Elbette kitapta sadece Nazım Hikmet ismi dikkatimi çekmiyor. Kitap ilerledikçe Oya Baydar, Behice Boran, Doğu Perinçek de dikkat çeken isimler arasında… Bu noktada Korkmazhan için en ilgi çekici ismi ve bunun detaylarını dinlemek istiyorum…
“1960’lı yıllar demokratik düzenin görece ortaya çıktığı yıllar. Çok partili sistem oluşuyor, sendikalar kuruluyor. TKP dışında daha farklı sol örgütler görüyoruz. Türkiye İşçi Partisi, Türkiye İşçi Sosyalist Partisi, Milli Demokratik Devrim Hareketi, Devrimci İşçi Sendikaları… Bu dönemde sol, devlet gibi Kıbrıs konusunda milliyetçi, militarist çizgide diyebiliriz. Behice Boran, Mehmet Ali Aybar olsun bu kesim bu çizgide. 1964 yılında TBMM’de Kıbrıs’a müdahale kararı alındığında sol hareket buna destek veriyor. 1968’de gizli oylamayla ikinci müdahale kararı alınıyor ve Türkiye İşçi Partisi vekilleri Behice Boran, Mehmet Ali Aybar, Çetin Altan gibi isimler Kıbrıs’a askeri müdahaleye destek veriyor. Tabii Demirel Amerika’nın baskısıyla geri adım atıyor. Sonraki meclis oturumlarında ise Türkiye İşçi Partisi’nin Milliyetçi Hareket Partisi’nden bile daha şoven olduğunu, Demirel’i yerden yere vurduğunu görüyoruz.”
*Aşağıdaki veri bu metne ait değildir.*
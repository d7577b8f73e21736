//! Detached-work scopes.
//!
//! An [`AsyncScope`] owns a set of spawned sender chains and a stop source
//! shared by all of them. [`AsyncScope::on_empty`] is a sender that
//! completes once every spawned chain has completed; callers typically
//! drive the loop until the scope drains. The scope cooperates with
//! [`async_value`](crate::algorithms::async_value): used as a scoped value
//! it forwards stop requests and its asynchronous destructor is `on_empty`.

use std::sync::atomic::{AtomicUsize, Ordering};
use std::sync::Arc;

use parking_lot::Mutex;

use crate::algorithms::{AsyncDrop, AsyncValue};
use crate::error::Error;
use crate::exec::sender::{Env, OperationState, Receiver, Sender};
use crate::stop::{StopSource, StopToken};

#[derive(Default)]
struct ScopeInner {
    active: AtomicUsize,
    stop: StopSource,
    waiters: Mutex<Vec<Box<dyn FnOnce() + Send>>>,
}

impl ScopeInner {
    fn task_done(&self) {
        if self.active.fetch_sub(1, Ordering::AcqRel) == 1 {
            let waiters = std::mem::take(&mut *self.waiters.lock());
            for waiter in waiters {
                waiter();
            }
        }
    }
}

/// A scope for detached sender chains.
#[derive(Clone, Default)]
pub struct AsyncScope {
    inner: Arc<ScopeInner>,
}

impl AsyncScope {
    /// Creates an empty scope.
    #[must_use]
    pub fn new() -> Self {
        Self::default()
    }

    /// Starts `sender` detached. Its stop token is the scope's; an error
    /// completion is logged, not propagated.
    pub fn spawn<S>(&self, sender: S)
    where
        S: Sender<Value = ()>,
    {
        self.inner.active.fetch_add(1, Ordering::AcqRel);
        sender
            .connect(SpawnReceiver {
                inner: self.inner.clone(),
            })
            .start();
    }

    /// Sender completing once the scope has no live work.
    #[must_use]
    pub fn on_empty(&self) -> OnEmpty {
        OnEmpty {
            inner: self.inner.clone(),
        }
    }

    /// Requests a stop of every chain spawned on this scope.
    pub fn request_stop(&self) {
        self.inner.stop.request_stop();
    }

    /// The scope's stop token.
    #[must_use]
    pub fn token(&self) -> StopToken {
        self.inner.stop.token()
    }
}

struct SpawnReceiver {
    inner: Arc<ScopeInner>,
}

impl Receiver for SpawnReceiver {
    type Value = ();

    fn set_value(self, (): ()) {
        self.inner.task_done();
    }

    fn set_error(self, error: Error) {
        tracing::error!(%error, "detached task completed with an error");
        self.inner.task_done();
    }

    fn set_stopped(self) {
        self.inner.task_done();
    }

    fn env(&self) -> Env {
        Env::from_parts(self.inner.stop.token(), None)
    }
}

/// Sender returned by [`AsyncScope::on_empty`].
pub struct OnEmpty {
    inner: Arc<ScopeInner>,
}

struct OnEmptyOp<R> {
    inner: Arc<ScopeInner>,
    receiver: R,
}

impl<R: Receiver<Value = ()>> OperationState for OnEmptyOp<R> {
    fn start(self) {
        let mut waiters = self.inner.waiters.lock();
        if self.inner.active.load(Ordering::Acquire) == 0 {
            drop(waiters);
            self.receiver.set_value(());
        } else {
            let receiver = self.receiver;
            waiters.push(Box::new(move || receiver.set_value(())));
        }
    }
}

impl Sender for OnEmpty {
    type Value = ();

    fn connect<R>(self, receiver: R) -> impl OperationState
    where
        R: Receiver<Value = ()>,
    {
        OnEmptyOp {
            inner: self.inner,
            receiver,
        }
    }
}

impl AsyncValue for AsyncScope {
    fn request_stop(&self) {
        AsyncScope::request_stop(self);
    }
}

impl AsyncDrop for AsyncScope {
    type Dropper = OnEmpty;

    fn async_drop(this: Arc<Self>) -> OnEmpty {
        this.on_empty()
    }
}

#[cfg(test)]
mod tests {
    use super::*;
    use std::sync::atomic::AtomicBool;

    #[test]
    fn on_empty_completes_immediately_when_idle() {
        let scope = AsyncScope::new();
        let fired = Arc::new(AtomicBool::new(false));
        scope.inner.waiters.lock().clear();
        let inner = scope.inner.clone();
        let fired2 = fired.clone();
        OnEmptyOp {
            inner,
            receiver: TestReceiver { fired: fired2 },
        }
        .start();
        assert!(fired.load(Ordering::SeqCst));
    }

    struct TestReceiver {
        fired: Arc<AtomicBool>,
    }

    impl Receiver for TestReceiver {
        type Value = ();

        fn set_value(self, (): ()) {
            self.fired.store(true, Ordering::SeqCst);
        }

        fn set_error(self, _error: Error) {}

        fn set_stopped(self) {}

        fn env(&self) -> Env {
            Env::default()
        }
    }
}
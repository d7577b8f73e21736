//! Type-erased senders and receivers.
//!
//! Erasure is what makes iterative chains expressible: a closure that keeps
//! re-entering itself through `let_value` would otherwise build an
//! infinitely recursive sender type. `BoxSender` flattens each round.

use crate::error::Error;
use crate::exec::sender::{Env, OperationState, Receiver, Sender};

trait DynReceiver<V>: Send {
    fn dyn_value(self: Box<Self>, value: V);
    fn dyn_error(self: Box<Self>, error: Error);
    fn dyn_stopped(self: Box<Self>);
    fn dyn_env(&self) -> Env;
}

impl<R: Receiver> DynReceiver<R::Value> for R {
    fn dyn_value(self: Box<Self>, value: R::Value) {
        (*self).set_value(value);
    }

    fn dyn_error(self: Box<Self>, error: Error) {
        (*self).set_error(error);
    }

    fn dyn_stopped(self: Box<Self>) {
        (*self).set_stopped();
    }

    fn dyn_env(&self) -> Env {
        self.env()
    }
}

/// A boxed receiver with the value type as its only static surface.
pub struct BoxReceiver<V> {
    inner: Box<dyn DynReceiver<V>>,
}

impl<V: Send + 'static> Receiver for BoxReceiver<V> {
    type Value = V;

    fn set_value(self, value: V) {
        self.inner.dyn_value(value);
    }

    fn set_error(self, error: Error) {
        self.inner.dyn_error(error);
    }

    fn set_stopped(self) {
        self.inner.dyn_stopped();
    }

    fn env(&self) -> Env {
        self.inner.dyn_env()
    }
}

type ConnectFn<V> = Box<dyn FnOnce(BoxReceiver<V>) + Send>;

/// A boxed sender. Created with [`SenderExt::boxed`](crate::SenderExt::boxed).
pub struct BoxSender<V> {
    connect_fn: ConnectFn<V>,
}

impl<V: Send + 'static> BoxSender<V> {
    pub(crate) fn new<S>(sender: S) -> Self
    where
        S: Sender<Value = V>,
    {
        Self {
            connect_fn: Box::new(move |receiver| sender.connect(receiver).start()),
        }
    }
}

struct BoxOp<V, R> {
    connect_fn: ConnectFn<V>,
    receiver: R,
}

impl<V, R> OperationState for BoxOp<V, R>
where
    V: Send + 'static,
    R: Receiver<Value = V>,
{
    fn start(self) {
        (self.connect_fn)(BoxReceiver {
            inner: Box::new(self.receiver),
        });
    }
}

impl<V: Send + 'static> Sender for BoxSender<V> {
    type Value = V;

    fn connect<R>(self, receiver: R) -> impl OperationState
    where
        R: Receiver<Value = V>,
    {
        BoxOp {
            connect_fn: self.connect_fn,
            receiver,
        }
    }
}
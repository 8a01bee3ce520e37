//! Run configuration for the scraper
//!
//! Everything arrives as command-line flags; nothing is read from the
//! environment or from config files.

/// Default session name when --session is not given.
pub const DEFAULT_SESSION_NAME: &str = "telegram_session";

/// Default trailing window in days.
pub const DEFAULT_DAYS: i64 = 30;

/// Connection and authorization settings for one run.
#[derive(Debug, Clone)]
pub struct Config {
    pub api_id: i32,
    pub api_hash: String,
    pub session_name: String,
    pub phone_or_token: Option<String>,
}

/// How to sign in when the session is not yet authorized.
#[derive(Debug, Clone, PartialEq, Eq)]
pub enum AuthMethod<'a> {
    /// Phone number: request a login code and read it from stdin.
    Phone(&'a str),
    /// Bot token (contains a `:`): sign in directly.
    BotToken(&'a str),
    /// Nothing supplied; the existing session must already be signed in.
    SessionOnly,
}

impl Config {
    /// Path of the SQLite session file for this session name.
    pub fn session_file(&self) -> String {
        format!("{}.session", self.session_name)
    }

    /// Path of the advisory lock file guarding the session.
    pub fn lock_file(&self) -> String {
        format!("{}.lock", self.session_name)
    }

    /// Classify --phone-or-token. Bot tokens always contain a colon
    /// (`<bot_id>:<secret>`); phone numbers never do.
    pub fn auth_method(&self) -> AuthMethod<'_> {
        match self.phone_or_token.as_deref() {
            Some(value) if value.contains(':') => AuthMethod::BotToken(value),
            Some(value) => AuthMethod::Phone(value),
            None => AuthMethod::SessionOnly,
        }
    }
}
“TÜRKİYE SOLUNA TARİHSEL BİR ROL DÜŞERKEN BUNU GERÇEKLEŞTİRMEDİ”
Korkmazhan kitabında solun Kıbrıs konusunda takınacağı tavrın önemini, bu tavrın neleri değiştirebileceğini, iktidara hükmedebilecek, ona geri adım attırabilecek kadar önemli olabileceğine de vurgu yapıyor.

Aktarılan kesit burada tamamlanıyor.